::: Information shown

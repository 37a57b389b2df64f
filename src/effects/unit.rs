//! Shared targeting for effects that act on units.
//!
//! Damage, heal, timed statuses and dispel all pick units out of the spell
//! target and differ only in which units they accept. They implement
//! [`UnitSelector::accepts`] and get filtering and legality checks for free.

use rustc_hash::FxHashSet;

use crate::battle::{BattleInfo, Unit};
use crate::spells::{Destination, EffectTarget, Mechanics, Problem, Target};

/// Capability: selecting units out of a target.
pub trait UnitSelector {
    /// Whether dead units can be selected.
    fn allow_dead(&self) -> bool {
        false
    }

    /// Kind-specific acceptance test, after validity and immunity.
    fn accepts(&self, m: &dyn Mechanics, unit: &Unit) -> bool;

    /// Full selection test.
    fn is_valid_unit(&self, m: &dyn Mechanics, unit: &Unit) -> bool {
        unit.is_valid_target(self.allow_dead()) && !m.is_immune(unit) && self.accepts(m, unit)
    }

    /// Selected units of `target`, each once, in target order.
    ///
    /// Destinations are rebuilt from current battle state, so a stale hex
    /// in the input is corrected.
    fn select_units(&self, m: &dyn Mechanics, target: &Target) -> EffectTarget {
        let battle = m.battle();
        let mut seen = FxHashSet::default();
        target
            .iter()
            .filter_map(|dest| dest.unit.and_then(|id| battle.unit(id)))
            .filter(|unit| self.is_valid_unit(m, unit) && seen.insert(unit.id))
            .map(Destination::unit)
            .collect()
    }

    /// Whether any unit on the field could be selected.
    fn has_candidates(&self, m: &dyn Mechanics) -> bool {
        m.battle().units().any(|unit| self.is_valid_unit(m, unit))
    }

    /// Coarse check: some unit on the field qualifies.
    fn check_candidates(&self, problem: &mut Problem, m: &dyn Mechanics) -> bool {
        if self.has_candidates(m) {
            true
        } else {
            problem.add("No appropriate target");
            false
        }
    }

    /// Precise check: at least one unit of `target` still qualifies.
    fn check_units(&self, problem: &mut Problem, m: &dyn Mechanics, target: &EffectTarget) -> bool {
        let battle = m.battle();
        let any = target
            .iter()
            .filter_map(|dest| dest.unit.and_then(|id| battle.unit(id)))
            .any(|unit| self.is_valid_unit(m, unit));
        if !any {
            problem.add("No valid target");
        }
        any
    }
}
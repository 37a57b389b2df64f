//! Accumulator of reasons a cast is not legal.
//!
//! Applicability checks append to a caller-owned `Problem` and return
//! `false`; nothing in the engine reads it back.

use serde::{Deserialize, Serialize};

/// How serious a legality failure is.
#[derive(Clone, Copy, Debug, Default, PartialEq, Eq, PartialOrd, Ord, Serialize, Deserialize)]
pub enum Severity {
    #[default]
    Normal,
    /// Cannot be fixed by choosing a different aim point.
    Critical,
}

/// A single human-readable reason.
#[derive(Clone, Debug, PartialEq, Eq, Serialize, Deserialize)]
pub struct ProblemMessage {
    pub severity: Severity,
    pub text: String,
}

/// Human-readable reasons a cast was rejected.
#[derive(Clone, Debug, Default, PartialEq, Eq, Serialize, Deserialize)]
pub struct Problem {
    messages: Vec<ProblemMessage>,
}

impl Problem {
    /// Create an empty accumulator.
    #[must_use]
    pub fn new() -> Self {
        Self::default()
    }

    /// Record a normal-severity reason.
    pub fn add(&mut self, text: impl Into<String>) {
        self.add_with(Severity::Normal, text);
    }

    /// Record a reason with explicit severity.
    pub fn add_with(&mut self, severity: Severity, text: impl Into<String>) {
        self.messages.push(ProblemMessage {
            severity,
            text: text.into(),
        });
    }

    #[must_use]
    pub fn is_empty(&self) -> bool {
        self.messages.is_empty()
    }

    #[must_use]
    pub fn messages(&self) -> &[ProblemMessage] {
        &self.messages
    }

    /// Highest severity recorded, if any.
    #[must_use]
    pub fn severity(&self) -> Option<Severity> {
        self.messages.iter().map(|m| m.severity).max()
    }
}

impl std::fmt::Display for Problem {
    fn fmt(&self, f: &mut std::fmt::Formatter<'_>) -> std::fmt::Result {
        for (i, message) in self.messages.iter().enumerate() {
            if i > 0 {
                f.write_str("\n")?;
            }
            f.write_str(&message.text)?;
        }
        Ok(())
    }
}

::::::

About this exercise
The lines to return begin at the first line of the records and end at the line holding "can be selected."; please return them exactly, including both, and nothing beyond.

Answer to the problem
repository 37a57b389b2df64f
filename src/effects/unit.rs
//! Shared targeting for effects that act on units.
//!
//! Damage, heal, timed statuses and dispel all pick units out of the spell
//! target and differ only in which units they accept. They implement
//! [`UnitSelector::accepts`] and get filtering and legality checks for free.

use rustc_hash::FxHashSet;

use crate::battle::{BattleInfo, Unit};
use crate::spells::{Destination, EffectTarget, Mechanics, Problem, Target};

/// Capability: selecting units out of a target.
pub trait UnitSelector {
    /// Whether dead units can be selected.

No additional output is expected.